ReScene4D: Temporally Consistent Semantic Instance Segmentation of Evolving Indoor 3D Scenes
Emily Steiner, Jianhao Zheng, Henry Howard-Jenkins, Chris Xie, Iro Armeni

TL;DR
ReScene4D introduces a novel approach for temporally consistent semantic instance segmentation in evolving indoor 3D scenes, enabling better tracking and understanding of dynamic environments over time.
Contribution
It formalizes the task of 4D indoor semantic instance segmentation and proposes ReScene4D, a method that leverages temporal information sharing without dense observations.
Findings
ReScene4D achieves state-of-the-art results on the 3RScan dataset.
The new t-mAP metric effectively measures temporal identity consistency.
ReScene4D improves existing 3DSIS methods by incorporating temporal reasoning.
Abstract
Indoor environments evolve as objects move, appear, or leave the scene.

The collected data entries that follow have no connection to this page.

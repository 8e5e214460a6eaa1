// Core splitter that separates completion output into reasoning and visible
// text around a configured marker pair, both for complete strings and for
// fragment sequences whose boundaries may fall inside a marker.

use regex::Regex;

use crate::{
    boundary::potential_marker_start,
    config::SplitterConfig,
    types::{Channel, Extraction, Segment},
};

/// Splits completion output into reasoning and visible text channels.
///
/// One instance serves one completion request: `extract` for a complete
/// string, `feed` and `flush` for a live fragment sequence. Streamed content
/// is withheld only while it could still be part of a marker, so a marker
/// split across fragments never leaks and at most a marker's worth of
/// characters is ever pending.
#[derive(Debug, Clone)]
pub struct TagSplitter {
    config: SplitterConfig,
    pattern: Option<Regex>,
    mode: Channel,
    buffer: String,
    emitted_text: bool,
    emitted_reasoning: bool,
    after_switch: bool,
    awaiting_open_marker: bool,
}

impl TagSplitter {
    /// Create a splitter for the given configuration.
    pub fn new(config: SplitterConfig) -> Self {
        let pattern = if config.is_passthrough() {
            None
        } else {
            let source = format!(
                "(?s){}(.*?){}",
                regex::escape(&config.open_marker),
                regex::escape(&config.close_marker)
            );
            // Escaped literals always form a valid pattern.
            Some(Regex::new(&source).expect("valid marker pattern"))
        };
        let mode = if config.start_in_reasoning {
            Channel::Reasoning
        } else {
            Channel::Text
        };
        let awaiting_open_marker = config.start_in_reasoning;
        Self {
            config,
            pattern,
            mode,
            buffer: String::new(),
            emitted_text: false,
            emitted_reasoning: false,
            after_switch: false,
            awaiting_open_marker,
        }
    }

    /// Configuration in effect for this splitter.
    pub fn config(&self) -> &SplitterConfig {
        &self.config
    }

    /// Check whether the splitter is currently inside a reasoning block.
    pub fn is_in_reasoning(&self) -> bool {
        self.mode == Channel::Reasoning
    }

    /// Restore the initial state for a new request.
    pub fn reset(&mut self) {
        self.mode = if self.config.start_in_reasoning {
            Channel::Reasoning
        } else {
            Channel::Text
        };
        self.buffer.clear();
        self.emitted_text = false;
        self.emitted_reasoning = false;
        self.after_switch = false;
        self.awaiting_open_marker = self.config.start_in_reasoning;
    }

    /// Extract every reasoning block from a complete completion.
    ///
    /// Blocks are matched lazily in source order; their contents are joined
    /// with the configured separator. The visible text is the input with each
    /// block, markers included, removed; one separator bridges a removal seam
    /// when both sides of it are non-empty. Pure over the input and the
    /// configuration, independent of any streaming state.
    pub fn extract(&self, text: &str) -> Extraction {
        let Some(pattern) = &self.pattern else {
            return Extraction::untouched(text.to_string());
        };

        if self.config.start_in_reasoning {
            return self.extract_resumed(pattern, text);
        }
        self.extract_spans(pattern, text)
    }

    /// Classify one streamed fragment, returning segments in arrival order.
    pub fn feed(&mut self, delta: &str) -> Vec<Segment> {
        let mut segments = Vec::new();
        self.buffer.push_str(delta);

        loop {
            if self.awaiting_open_marker {
                // A resumed block may still open with an explicit marker;
                // consume it silently when it does.
                let open_len = self.config.open_marker.len();
                match potential_marker_start(&self.buffer, &self.config.open_marker) {
                    Some(0) if self.buffer.len() >= open_len => {
                        self.buffer.drain(..open_len);
                        self.awaiting_open_marker = false;
                        continue;
                    }
                    Some(0) => break,
                    _ => self.awaiting_open_marker = false,
                }
            }

            let (candidate, marker_len) = {
                let marker = match self.mode {
                    Channel::Text => self.config.open_marker.as_str(),
                    Channel::Reasoning => self.config.close_marker.as_str(),
                };
                let found = potential_marker_start(&self.buffer, marker);
                // An opening marker only counts at the very start of the
                // buffer; a mid-buffer occurrence is ordinary text.
                let accepted = match self.mode {
                    Channel::Text => found.filter(|idx| *idx == 0),
                    Channel::Reasoning => found,
                };
                (accepted, marker.len())
            };

            let Some(idx) = candidate else {
                let content = std::mem::take(&mut self.buffer);
                self.push_segment(&mut segments, content);
                break;
            };

            if idx + marker_len > self.buffer.len() {
                // Partial marker at the tail; emit what precedes it and keep
                // the tail until more text arrives.
                let content: String = self.buffer.drain(..idx).collect();
                self.push_segment(&mut segments, content);
                break;
            }

            let content: String = self.buffer.drain(..idx).collect();
            self.push_segment(&mut segments, content);
            self.buffer.drain(..marker_len);
            self.mode = match self.mode {
                Channel::Text => Channel::Reasoning,
                Channel::Reasoning => Channel::Text,
            };
            self.after_switch = true;
        }

        segments
    }

    /// Release whatever the splitter still holds once the stream has ended.
    ///
    /// A marker that never completed is ordinary content and comes out on
    /// the current channel.
    pub fn flush(&mut self) -> Vec<Segment> {
        let mut segments = Vec::new();
        let content = std::mem::take(&mut self.buffer);
        self.push_segment(&mut segments, content);
        segments
    }

    fn push_segment(&mut self, segments: &mut Vec<Segment>, text: String) {
        // Empty emissions are no-ops and leave the separator state alone.
        if text.is_empty() {
            return;
        }
        let emitted = match self.mode {
            Channel::Text => &mut self.emitted_text,
            Channel::Reasoning => &mut self.emitted_reasoning,
        };
        let separated = self.after_switch && *emitted;
        *emitted = true;
        self.after_switch = false;
        segments.push(Segment {
            channel: self.mode,
            text,
            separated,
        });
    }

    fn extract_spans(&self, pattern: &Regex, text: &str) -> Extraction {
        let mut spans = Vec::new();
        let mut pieces = Vec::new();
        for caps in pattern.captures_iter(text) {
            if let (Some(full), Some(body)) = (caps.get(0), caps.get(1)) {
                spans.push((full.start(), full.end()));
                pieces.push(body.as_str());
            }
        }

        if spans.is_empty() {
            return Extraction::untouched(text.to_string());
        }

        // Walk the spans back to front so the recorded offsets stay valid
        // while later spans are cut out of the working string.
        let mut visible = text.to_string();
        for &(start, end) in spans.iter().rev() {
            let before = &visible[..start];
            let after = &visible[end..];
            let seam = if !before.is_empty() && !after.is_empty() {
                self.config.separator.as_str()
            } else {
                ""
            };
            visible = format!("{}{}{}", before, seam, after);
        }

        Extraction::new(visible, Some(pieces.join(&self.config.separator)))
    }

    // R1 style completions open inside a reasoning block with no opening
    // marker; assume one at position zero before matching. With no closing
    // marker in sight the whole completion is reasoning.
    fn extract_resumed(&self, pattern: &Regex, text: &str) -> Extraction {
        if text.starts_with(&self.config.open_marker) {
            if text.contains(&self.config.close_marker) {
                return self.extract_spans(pattern, text);
            }
            let body = &text[self.config.open_marker.len()..];
            return Extraction::new(String::new(), Some(body.to_string()));
        }
        if !text.contains(&self.config.close_marker) {
            return Extraction::new(String::new(), Some(text.to_string()));
        }
        let prefixed = format!("{}{}", self.config.open_marker, text);
        self.extract_spans(pattern, &prefixed)
    }
}

impl Default for TagSplitter {
    fn default() -> Self {
        Self::new(SplitterConfig::default())
    }
}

Capturing these dynamics requires maintaining temporally consistent instance identities across intermittently captured 3D scans, even when changes are unobserved. We introduce and formalize the task of temporally sparse 4D indoor semantic instance segmentation (SIS), which jointly segments, identifies, and temporally associates object instances. This setting poses a challenge for existing 3DSIS methods, which require a discrete matching step due to their lack of temporal reasoning, and for 4D LiDAR approaches, which perform poorly due to their reliance on high-frequency temporal measurements that are uncommon in the longer-horizon evolution of indoor environments. We propose ReScene4D, a novel method that adapts 3DSIS architectures for 4DSIS without needing dense observations. Our method enables temporal information…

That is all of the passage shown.